*What you are asked to do*. Keeping each line exactly as it is, output all of the records.

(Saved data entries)
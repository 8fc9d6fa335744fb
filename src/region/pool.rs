//! Per-window pool of scratch regions.
//!
//! Redraw and clipping computations need short-lived regions on every
//! pass. The pool keeps emptied regions around so their band storage is
//! reused, and hands them out as [`PooledRegion`] guards that go back to
//! the pool when dropped, on every exit path.

use std::ops::{Deref, DerefMut};
use std::sync::{Arc, Mutex, MutexGuard, PoisonError};

use tracing::warn;

use super::Region;
use crate::errors::{ServerError, ServerResult};

#[derive(Debug)]
struct PoolInner {
    available: Vec<Region>,
    outstanding: usize,
    limit: usize,
}

/// Reuse pool for scratch regions
#[derive(Debug, Clone)]
pub struct RegionPool {
    inner: Arc<Mutex<PoolInner>>,
}

impl RegionPool {
    /// Create a pool that allows at most `limit` regions out at once.
    pub fn new(limit: usize) -> Self {
        Self {
            inner: Arc::new(Mutex::new(PoolInner {
                available: Vec::new(),
                outstanding: 0,
                limit,
            })),
        }
    }

    fn lock(&self) -> MutexGuard<'_, PoolInner> {
        self.inner.lock().unwrap_or_else(PoisonError::into_inner)
    }

    /// Take an empty region from the pool.
    pub fn get(&self) -> ServerResult<PooledRegion> {
        let mut inner = self.lock();
        if inner.outstanding >= inner.limit {
            warn!("Region pool exhausted ({} outstanding)", inner.outstanding);
            return Err(ServerError::RegionPoolExhausted { limit: inner.limit });
        }
        inner.outstanding += 1;
        let region = inner.available.pop().unwrap_or_default();
        Ok(PooledRegion {
            region,
            pool: Arc::clone(&self.inner),
        })
    }

    /// Take a region from the pool initialized to a copy of `source`.
    pub fn get_copy(&self, source: &Region) -> ServerResult<PooledRegion> {
        let mut region = self.get()?;
        region.clone_from(source);
        Ok(region)
    }

    /// Regions currently handed out.
    pub fn outstanding(&self) -> usize {
        self.lock().outstanding
    }

    /// Emptied regions waiting for reuse.
    pub fn available(&self) -> usize {
        self.lock().available.len()
    }
}

/// A region borrowed from a [`RegionPool`], recycled on drop
#[derive(Debug)]
pub struct PooledRegion {
    region: Region,
    pool: Arc<Mutex<PoolInner>>,
}

impl Deref for PooledRegion {
    type Target = Region;

    fn deref(&self) -> &Region {
        &self.region
    }
}

impl DerefMut for PooledRegion {
    fn deref_mut(&mut self) -> &mut Region {
        &mut self.region
    }
}

impl Drop for PooledRegion {
    fn drop(&mut self) {
        let mut region = std::mem::take(&mut self.region);
        region.make_empty();
        let mut inner = self.pool.lock().unwrap_or_else(PoisonError::into_inner);
        inner.outstanding = inner.outstanding.saturating_sub(1);
        inner.available.push(region);
    }
}

#[cfg(test)]
mod tests {
    use super::*;
    use crate::shared::Rect;

    #[test]
    fn test_regions_return_on_drop() {
        let pool = RegionPool::new(4);
        {
            let mut a = pool.get().unwrap();
            a.include_rect(Rect::new(0, 0, 10, 10));
            let _b = pool.get_copy(&a).unwrap();
            assert_eq!(pool.outstanding(), 2);
        }
        assert_eq!(pool.outstanding(), 0);
        assert_eq!(pool.available(), 2);

        // recycled regions come back empty
        let reused = pool.get().unwrap();
        assert!(reused.is_empty());
    }

    #[test]
    fn test_limit_yields_retryable_error() {
        let pool = RegionPool::new(1);
        let held = pool.get().unwrap();
        assert!(matches!(
            pool.get(),
            Err(ServerError::RegionPoolExhausted { limit: 1 })
        ));
        drop(held);
        assert!(pool.get().is_ok());
    }

    #[test]
    fn test_early_return_paths_recycle() {
        fn bail(pool: &RegionPool) -> ServerResult<()> {
            let _scratch = pool.get()?;
            Err(ServerError::RegionPoolExhausted { limit: 0 })
        }

        let pool = RegionPool::new(2);
        assert!(bail(&pool).is_err());
        assert_eq!(pool.outstanding(), 0);
    }
}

*Answer section*.
repository 8fc9d6fa335744fb
filename src/region/pool.rs
//! Per-window pool of scratch regions.
//!
//! Redraw and clipping computations need short-lived regions on every
//! pass. The pool keeps emptied regions around so their band storage is
//! reused, and hands them out as [`PooledRegion`] guards that go back to
//! the pool when dropped, on every exit path.

use std::ops::{Deref, DerefMut};
use std::sync::{Arc, Mutex, MutexGuard, PoisonError};

use tracing::warn;

use super::Region;
use crate::errors::{ServerError, ServerResult};

#[derive(Debug)]
struct PoolInner {
    available: Vec<Region>,
    outstanding: usize,
    limit: usize,
}

/// Reuse pool for scratch regions
#[derive(Debug, Clone)]
pub struct RegionPool {
    inner: Arc<Mutex<PoolInner>>,
}

impl RegionPool {
    /// Create a pool that allows at most `limit` regions out at once.
    pub fn new(limit: usize) -> Self {
        Self {
            inner: Arc::new(Mutex::new(PoolInner {
                available: Vec::new(),
                outstanding: 0,
                limit,
            })),
        }
    }

    fn lock(&self) -> MutexGuard<'_, PoolInner> {
        self.inner.lock().unwrap_or_else(PoisonError::into_inner)
    }

    /// Take an empty region from the pool.
    pub fn get(&self) -> ServerResult<PooledRegion> {
        let mut inner = self.lock();
        if inner.outstanding >= inner.limit {
            warn!("Region pool exhausted ({} outstanding)", inner.outstanding);
            return Err(ServerError::RegionPoolExhausted { limit: inner.limit });
        }
        inner.outstanding += 1;
        let region = inner.available.pop().unwrap_or_default();
        Ok(PooledRegion {
            region,
            pool: Arc::clone(&self.inner),
        })
    }

    /// Take a region from the pool initialized to a copy of `source`.
    pub fn get_copy(&self, source: &Region) -> ServerResult<PooledRegion> {
        let mut region = self.get()?;
        region.clone_from(source);
        Ok(region)
    }

    /// Regions currently handed out.
    pub fn outstanding(&self) -> usize {
        self.lock().outstanding
    }

    /// Emptied regions waiting for reuse.
    pub fn available(&self) -> usize {
        self.lock().available.len()
    }
}

/// A region borrowed from a [`RegionPool`], recycled on drop
#[derive(Debug)]
pub struct PooledRegion {
    region: Region,
    pool: Arc<Mutex<PoolInner>>,
}

impl Deref for PooledRegion {
    type Target = Region;

    fn deref(&self) -> &Region {
        &self.region
    }
}

impl DerefMut for PooledRegion {
    fn deref_mut(&mut self) -> &mut Region {
        &mut self.region
    }
}

impl Drop for PooledRegion {
    fn drop(&mut self) {
        let mut region = std::mem::take(&mut self.region);
        region.make_empty();
        let mut inner = self.pool.lock().unwrap_or_else(PoisonError::into_inner);
        inner.outstanding = inner.outstanding.saturating_sub(1);
        inner.available.push(region);
    }
}

#[cfg(test)]
mod tests {
    use super::*;
    use crate::shared::Rect;

    #[test]
    fn test_regions_return_on_drop() {
        let pool = RegionPool::new(4);
        {
            let mut a = pool.get().unwrap();
            a.include_rect(Rect::new(0, 0, 10, 10));
            let _b = pool.get_copy(&a).unwrap();
            assert_eq!(pool.outstanding(), 2);
        }
        assert_eq!(pool.outstanding(), 0);
        assert_eq!(pool.available(), 2);

        // recycled regions come back empty
        let reused = pool.get().unwrap();
        assert!(reused.is_empty());
    }

    #[test]
    fn test_limit_yields_retryable_error() {
        let pool = RegionPool::new(1);
        let held = pool.get().unwrap();
        assert!(matches!(
            pool.get(),
            Err(ServerError::RegionPoolExhausted { limit: 1 })
        ));
        drop(held);
        assert!(pool.get().is_ok());
    }

    #[test]
    fn test_early_return_paths_recycle() {
        fn bail(pool: &RegionPool) -> ServerResult<()> {
            let _scratch = pool.get()?;
            Err(ServerError::RegionPoolExhausted { limit: 0 })
        }

        let pool = RegionPool::new(2);
        assert!(bail(&pool).is_err());
        assert_eq!(pool.outstanding(), 0);
    }
}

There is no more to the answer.